Research data - and in particular CLDF data - is often curated using git
repositories
for version control. cldfcatalog.Repository
provides a wrapper around GitPython's git.Repo
class, exposing relevant functionality
in this context.
A particularly important piece of data for CLDF are reference catalogs, which are
consulted during CLDF data creation. Again, such catalogs are often available as
git
repositories hosted on GitHub, such as
Glottolog or
Concepticon.
The typical usage scenario for these catalogs is as follows:
- To follow upstream development of the catalogs, a user has a local clone of the
repository, which is periodically synched running
git pull origin
. - When creating a CLDF dataset, a particular released version of a catalog is consulted.
Thus, we want to
- checkout a particular version of the catalog,
- run the CLDF creation,
- restore the previous state of the repository clone.
This is exactly the functionality of cldfcatalog.Catalog
:
>>> from cldfcatalog import Catalog
>>> glottolog = Catalog('../../glottolog/glottolog', 'v4.0')
>>> glottolog.active_branch
'master'
>>> with glottolog:
... print(glottolog.describe())
...
v4.0
>>> glottolog.describe()
'v4.0-52-ga4cfc90'
cldfcatalog
supports discovery of local paths to catalog clones via a configuration file.
If a file catalog.ini
is found at appdirs.user_config_dir('cldf')

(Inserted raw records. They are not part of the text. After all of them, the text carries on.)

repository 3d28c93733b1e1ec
use axum::Json;
use chrono::Utc;

/// GET /health
/// Response: 200 OK with JSON
pub async fn health_check() -> Json<serde_json::Value> {
    Json(serde_json::json!({
      "status": "healthy",
      "timestamp": Utc::now().timestamp()
    }))
}
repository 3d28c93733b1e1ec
//! A single-user notes service: short text posts with up to nine images,
//! an HTTP API over interchangeable post stores, and the headless client
//! state (PIN gate, composer, feed) that drives the browser UI.

pub mod client;
pub mod config;
pub mod dto;
pub mod errors;
pub mod models;
pub mod routes;
pub mod service;
pub mod states;
pub mod store;
pub mod uploads;

use std::{path::Path, sync::Arc};

use axum::{
    Router,
    extract::DefaultBodyLimit,
    routing::{get, put},
};
use tower::ServiceBuilder;
use tower_http::{
    cors::{Any, CorsLayer},
    services::ServeDir,
    trace::TraceLayer,
};

pub use states::AppState;

use config::{Config, StoreBackend};
use service::PostService;
use store::{FileStore, MemoryStore, PostStore, SqliteStore, StoreError};
use uploads::{PUBLIC_PREFIX, UploadStorage};

/// Opens the configured store backend.
pub async fn open_store(config: &Config) -> Result<Arc<dyn PostStore>, StoreError> {
    let store: Arc<dyn PostStore> = match config.backend {
        StoreBackend::Memory => Arc::new(MemoryStore::new()),
        StoreBackend::File => Arc::new(FileStore::open(config.snapshot_path()).await?),
        StoreBackend::Sqlite => Arc::new(SqliteStore::connect(&config.database_url).await?),
    };
    Ok(store)
}

/// Builds the state for `config`: store backend plus upload storage.
pub async fn build_state(config: &Config) -> Result<AppState, StoreError> {
    std::fs::create_dir_all(&config.data_dir)?;
    let store = open_store(config).await?;
    let uploads = UploadStorage::new(&config.upload_dir)?;
    Ok(AppState::new(PostService::new(store, Arc::new(uploads))))
}

/// The full application: JSON API, uploaded images under `/uploads`, and the
/// client assets in `public_dir` for everything else.
pub fn app(state: AppState, public_dir: &Path, max_upload_bytes: usize) -> Router {
    let upload_root = state.posts.uploads().root().to_path_buf();

    // Configure CORS
    let cors = CorsLayer::new()
        .allow_origin(Any)
        .allow_methods(Any)
        .allow_headers(Any);

    Router::new()
        .route("/health", get(routes::health_check))
        .route(
            "/api/posts",
            get(routes::list_posts).post(routes::create_post),
        )
        .route(
            "/api/posts/{id}",
            put(routes::update_post).delete(routes::delete_post),
        )
        .layer(DefaultBodyLimit::max(max_upload_bytes))
        .nest_service(PUBLIC_PREFIX, ServeDir::new(upload_root))
        .fallback_service(ServeDir::new(public_dir))
        .with_state(state)
        .layer(
            ServiceBuilder::new()
                .layer(TraceLayer::new_for_http())
                .layer(cors),
        )
}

(see appdirs) is found, its clones
section is used as a
mapping from Catalog.cli_name()
to clone path. Thus, with a configuration
[clones]
clts = /home/forkel/.config/cldf/clts
a catalog can be intialized as
with Catalog.from_config('clts', tag='v1.0'):
...
When cloning a catalog,
running Catalog.clone
,appdirs.user_config_dir('cldf')
will be used as directory for
the clone, and the path will be written to the config file.
To add add paths to a config file use it as context manager:
from cldfcatalog import Config
with Config.from_file() as cfg:
cfg.add_clone(key, path)